Plantars fasciitis and Achilles tendonitis/tendinitis and history of back problems and sciatica that, for the time being, are at a tolerable level but seem to have a mind of their own. This is just my opinion but I think that exercise in a variety of forms is key: strengthening, stretching, flexibility; doing what is needed for good circulation, getting/keeping weight down; relaxation of body and 'spirit'; good nutrition with appropriate supplements; excellent footwear for support and cushioning; rest is important along with heat/cold treatment (ice, heating pads, hot/cold water baths for feet,cold packs, etc.) but I have come to believe that many here have advocated too much rest for too long a time and that after a period of rest and ongoing intermittent rest periods, one needs to move the body and feet to the greatest extent possible - but not in ways that will keep it injured, but instead finding ways to move that do not re-injure or disrupt healing. If you have not already done so, you should do two things on this website: look on the menu bar below and find 'The Book'. It is a free publication about foot problems and treatments and is an excellent place to start. I think another good place to learn is to read through postings here from various participants; you can go back as far as you care to and glean a lot of information. People have favorite products and favorite shoes and favorite methods but what many folks here will tell you is that, so far, nothing works for everyone all the time. The other thing that most people here will tell you, from lots of experience and observation, is that in most cases, surgery should be the course of last resort, if at all. Some people, maybe most people, do recover from these problems completely; some improve considerably and are able to resume most normal activities; some have these problems to deal with for a long time and find ways to adjust and adapt; some are disabled and debilitated by these problems temporarily or longer.
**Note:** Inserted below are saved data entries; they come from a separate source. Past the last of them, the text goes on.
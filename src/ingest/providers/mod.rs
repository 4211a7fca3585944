// src/ingest/providers/mod.rs
pub mod gdacs_rss;
pub mod news_api;
pub mod reliefweb;
pub mod usgs;

pub use gdacs_rss::GdacsRssConnector;
pub use news_api::NewsApiConnector;
pub use reliefweb::ReliefWebConnector;
pub use usgs::UsgsConnector;
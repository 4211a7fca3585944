// src/config/app.rs
use serde::{Deserialize, Serialize};
use std::path::PathBuf;

use crate::ingest::http::DEFAULT_FETCH_TIMEOUT_SECS;
use crate::ingest::providers::{gdacs_rss, news_api, reliefweb, usgs};
use crate::scheduler::DEFAULT_INTERVAL;
use crate::snapshot::DEFAULT_SNAPSHOT_PATH;

fn default_interval_secs() -> u64 {
    DEFAULT_INTERVAL.as_secs()
}
fn default_bind() -> String {
    "0.0.0.0:8000".to_string()
}
fn default_smtp_port() -> u16 {
    587
}
fn default_true() -> bool {
    true
}

#[derive(Debug, Clone, Default, Serialize, Deserialize)]
pub struct AppConfig {
    #[serde(default)]
    pub scheduler: SchedulerSection,
    #[serde(default)]
    pub snapshot: SnapshotSection,
    #[serde(default)]
    pub http: HttpSection,
    #[serde(default)]
    pub sources: SourcesSection,
    #[serde(default)]
    pub notify: NotifySection,
    /// Overrides the rules lookup (`$ALERT_RULES_PATH`, then `config/rules.*`).
    #[serde(default)]
    pub rules_path: Option<PathBuf>,
}

#[derive(Debug, Clone, Serialize, Deserialize)]
pub struct SchedulerSection {
    #[serde(default = "default_interval_secs")]
    pub interval_secs: u64,
}

impl Default for SchedulerSection {
    fn default() -> Self {
        Self {
            interval_secs: default_interval_secs(),
        }
    }
}

#[derive(Debug, Clone, Serialize, Deserialize)]
pub struct SnapshotSection {
    #[serde(default = "default_snapshot_path")]
    pub path: PathBuf,
}

fn default_snapshot_path() -> PathBuf {
    PathBuf::from(DEFAULT_SNAPSHOT_PATH)
}

impl Default for SnapshotSection {
    fn default() -> Self {
        Self {
            path: default_snapshot_path(),
        }
    }
}

#[derive(Debug, Clone, Serialize, Deserialize)]
pub struct HttpSection {
    #[serde(default = "default_true")]
    pub enabled: bool,
    #[serde(default = "default_bind")]
    pub bind: String,
}

impl Default for HttpSection {
    fn default() -> Self {
        Self {
            enabled: true,
            bind: default_bind(),
        }
    }
}

#[derive(Debug, Clone, Serialize, Deserialize)]
#[serde(default)]
pub struct SourcesSection {
    pub seismic_url: String,
    pub disaster_feed_url: String,
    pub humanitarian_report_url: String,
    pub news_search_url: String,
    pub news_query: String,
    pub fetch_timeout_secs: u64,
}

impl Default for SourcesSection {
    fn default() -> Self {
        Self {
            seismic_url: usgs::DEFAULT_URL.to_string(),
            disaster_feed_url: gdacs_rss::DEFAULT_URL.to_string(),
            humanitarian_report_url: reliefweb::DEFAULT_URL.to_string(),
            news_search_url: news_api::DEFAULT_URL.to_string(),
            news_query: news_api::DEFAULT_QUERY.to_string(),
            fetch_timeout_secs: DEFAULT_FETCH_TIMEOUT_SECS,
        }
    }
}

#[derive(Debug, Clone, Serialize, Deserialize)]
pub struct NotifySection {
    #[serde(default)]
    pub recipients: Vec<String>,
    #[serde(default)]
    pub from: Option<String>,
    /// When unset, alerts go to the log instead of an SMTP relay.
    #[serde(default)]
    pub smtp_host: Option<String>,
    #[serde(default = "default_smtp_port")]
    pub smtp_port: u16,
}

impl Default for NotifySection {
    fn default() -> Self {
        Self {
            recipients: Vec::new(),
            from: None,
            smtp_host: None,
            smtp_port: default_smtp_port(),
        }
    }
}

impl AppConfig {
    /// Clamp nonsensical values back to defaults and tidy the recipient list.
    pub fn sanitize(&mut self) {
        if self.scheduler.interval_secs == 0 {
            self.scheduler.interval_secs = default_interval_secs();
        }
        if self.sources.fetch_timeout_secs == 0 {
            self.sources.fetch_timeout_secs = DEFAULT_FETCH_TIMEOUT_SECS;
        }
        if self.sources.news_query.trim().is_empty() {
            self.sources.news_query = news_api::DEFAULT_QUERY.to_string();
        }
        self.notify.recipients = clean_list(std::mem::take(&mut self.notify.recipients));
        self.notify.smtp_host = self
            .notify
            .smtp_host
            .take()
            .map(|h| h.trim().to_string())
            .filter(|h| !h.is_empty());
    }

    /// Startup checks that cannot be defaulted away.
    pub fn validate(&self) -> anyhow::Result<()> {
        if self.notify.recipients.is_empty() {
            anyhow::bail!("no alert recipients configured (notify.recipients or ALERT_RECIPIENTS)");
        }
        if self.notify.smtp_host.is_some() && self.notify.from.is_none() {
            anyhow::bail!("notify.from is required when notify.smtp_host is set");
        }
        Ok(())
    }
}

/// Trim, drop empties, dedup (sorted).
pub(crate) fn clean_list(items: Vec<String>) -> Vec<String> {
    use std::collections::BTreeSet;
    let mut set = BTreeSet::new();
    for it in items {
        let t = it.trim();
        if !t.is_empty() {
            set.insert(t.to_string());
        }
    }
    set.into_iter().collect()
}
//! Sends one sample alert through the configured transport (log-only when no SMTP relay is set).

use disaster_alerts::config::{load_config_default, Secrets};
use disaster_alerts::notify::{Dispatcher, EmailTransport, LogTransport, MessageTransport};
use disaster_alerts::{AlertEvent, Severity, SourceId};

#[tokio::main]
async fn main() -> anyhow::Result<()> {
    let _ = dotenvy::dotenv();
    tracing_subscriber::fmt().with_target(false).init();

    let cfg = load_config_default()?;
    cfg.validate()?;
    let secrets = Secrets::from_env();

    let transport: Box<dyn MessageTransport> = match (&cfg.notify.smtp_host, &cfg.notify.from) {
        (Some(host), Some(from)) => Box::new(EmailTransport::new(
            host,
            cfg.notify.smtp_port,
            from,
            secrets.smtp_credentials(),
        )?),
        _ => Box::new(LogTransport),
    };
    let dispatcher = Dispatcher::new(transport, cfg.notify.recipients.clone());

    let ev = AlertEvent {
        severity: Severity::Warning,
        source_id: SourceId::Seismic,
        subject: "[TEST] Mild Earthquake Warning".into(),
        body: "A mild earthquake of magnitude 3.4 has been detected at Test Bay.".into(),
        rule: "notify-demo".into(),
    };
    let summary = dispatcher.notify_all(std::slice::from_ref(&ev)).await;

    println!(
        "notify-demo done via {}: delivered={} failed={}",
        dispatcher.transport_name(),
        summary.delivered,
        summary.failed
    );
    Ok(())
}
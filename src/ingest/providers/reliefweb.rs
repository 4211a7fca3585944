// src/ingest/providers/reliefweb.rs
use async_trait::async_trait;
use metrics::histogram;
use reqwest::Client;

use crate::error::FetchError;
use crate::ingest::clean_text;
use crate::ingest::http::Mode;
use crate::ingest::types::{Payload, ReportPayload, SourceConnector, SourceId};

pub const DEFAULT_URL: &str =
    "https://api.reliefweb.int/v1/reports?appname=apidoc&fields[include][]=url";

/// Humanitarian-report connector for the ReliefWeb reports API.
pub struct ReliefWebConnector {
    mode: Mode,
}

impl ReliefWebConnector {
    pub fn from_fixture(s: &str) -> Self {
        Self {
            mode: Mode::fixture(s),
        }
    }

    pub fn from_url(url: &str, client: Client) -> Result<Self, FetchError> {
        Ok(Self {
            mode: Mode::http(url, client)?,
        })
    }

    fn parse(body: &str) -> Result<ReportPayload, FetchError> {
        let t0 = std::time::Instant::now();
        let mut payload: ReportPayload = serde_json::from_str(body)?;
        for r in &mut payload.data {
            r.fields.title = clean_text(&r.fields.title);
        }
        histogram!("ingest_parse_ms", "source" => "humanitarian_report")
            .record(t0.elapsed().as_secs_f64() * 1_000.0);
        Ok(payload)
    }
}

#[async_trait]
impl SourceConnector for ReliefWebConnector {
    fn source_id(&self) -> SourceId {
        SourceId::HumanitarianReport
    }

    async fn fetch_payload(&self) -> Result<Payload, FetchError> {
        let body = self.mode.body().await?;
        Self::parse(&body).map(Payload::HumanitarianReport)
    }
}
// src/ingest/providers/gdacs_rss.rs
use async_trait::async_trait;
use metrics::histogram;
use quick_xml::de::from_str;
use reqwest::Client;
use serde::Deserialize;

use crate::error::FetchError;
use crate::ingest::clean_text;
use crate::ingest::http::Mode;
use crate::ingest::types::{FeedEntry, Payload, SourceConnector, SourceId};

pub const DEFAULT_URL: &str = "https://www.gdacs.org/xml/rss.xml";

#[derive(Debug, Deserialize)]
struct Rss {
    channel: Channel,
}

#[derive(Debug, Deserialize)]
struct Channel {
    #[serde(rename = "item", default)]
    item: Vec<Item>,
}

#[derive(Debug, Deserialize)]
struct Item {
    title: Option<String>,
    link: Option<String>,
}

/// Disaster-feed connector for the GDACS RSS feed.
pub struct GdacsRssConnector {
    mode: Mode,
}

impl GdacsRssConnector {
    pub fn from_fixture(s: &str) -> Self {
        Self {
            mode: Mode::fixture(s),
        }
    }

    pub fn from_url(url: &str, client: Client) -> Result<Self, FetchError> {
        Ok(Self {
            mode: Mode::http(url, client)?,
        })
    }

    fn parse(body: &str) -> Result<Vec<FeedEntry>, FetchError> {
        let t0 = std::time::Instant::now();
        let xml_clean = scrub_html_entities_for_xml(body);
        let rss: Rss = from_str(&xml_clean)?;

        let mut out = Vec::with_capacity(rss.channel.item.len());
        for it in rss.channel.item {
            let title = clean_text(it.title.as_deref().unwrap_or_default());
            let link = it.link.as_deref().map(str::trim).unwrap_or_default();
            if title.is_empty() || link.is_empty() {
                tracing::debug!(source = "disaster_feed", "skipping item without title or link");
                continue;
            }
            out.push(FeedEntry {
                title,
                link: link.to_string(),
            });
        }

        histogram!("ingest_parse_ms", "source" => "disaster_feed")
            .record(t0.elapsed().as_secs_f64() * 1_000.0);
        Ok(out)
    }
}

#[async_trait]
impl SourceConnector for GdacsRssConnector {
    fn source_id(&self) -> SourceId {
        SourceId::DisasterFeed
    }

    async fn fetch_payload(&self) -> Result<Payload, FetchError> {
        let body = self.mode.body().await?;
        Self::parse(&body).map(Payload::DisasterFeed)
    }
}

// quick-xml only knows the five XML entities; feeds routinely carry HTML ones.
fn scrub_html_entities_for_xml(s: &str) -> String {
    s.replace("&nbsp;", " ")
        .replace("&ndash;", "-")
        .replace("&mdash;", "-")
        .replace("&ldquo;", "\"")
        .replace("&rdquo;", "\"")
        .replace("&lsquo;", "'")
        .replace("&rsquo;", "'")
}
It is very hard to discern what makes the difference. Just about everybody gets 'down' from it and many become depressed to varying degrees and need to find ways to address that side affect so they can address the other health issues. People do that in different ways: this website for support,humor (find it wherever possible), medicine, exercise, meditation, religion/faith/spiritual path are some ways. Just to begin a short list from a long list of various people's 'favorite things' here:
Julie's Yoga stretches
Birkenstock shoes
New Balance shoes
Brooks shoes
Dansko shoes
OTC insoles: PowerStep, SuperFeet
FootTrainers (www.footrainer.com)
ESWT (see this website's category for info on this)
ART (Active Release Therapy); TFM (Transverse Frictional Massage);
AIS (Active Isolated Stretching w/ Aaron Mattes http://www.stretchingusa.com) ;
Yoga, Pilates, Swimming and Water Aerobics.

Ok, this is not an exhaustive list but I am exhausted and so must stop it now. Maybe others will pick up where I left off. Best wishes to you and hopes for better health -

Re: An Exercise

Julie on 8/07/04 at 03:04 (157131)

Dorothy, that is a terrific post: it says so much so cogently.

I would add just two things to your list: taping (instructions in Part 2 of the heel pain book) and custom orthotics. Opinions vary on both, as with all other treatment modalities; both were very helpful to me.

Re: An Exercise

Marty in SLC on 8/07/04 at 14:11 (157156)

i do this too, i feel i can control the mussels better.

Re: An Exercise

Marty in SLC on 8/07/04 at 14:13 (157157)

yes true on both accounts! long term benefit and a sense of accomplishment!!!

Re: An Exercise

Marty in SLC on 8/07/04 at 14:23 (157158)

great post..... one needs to have allot of patients a long term plan in most cases.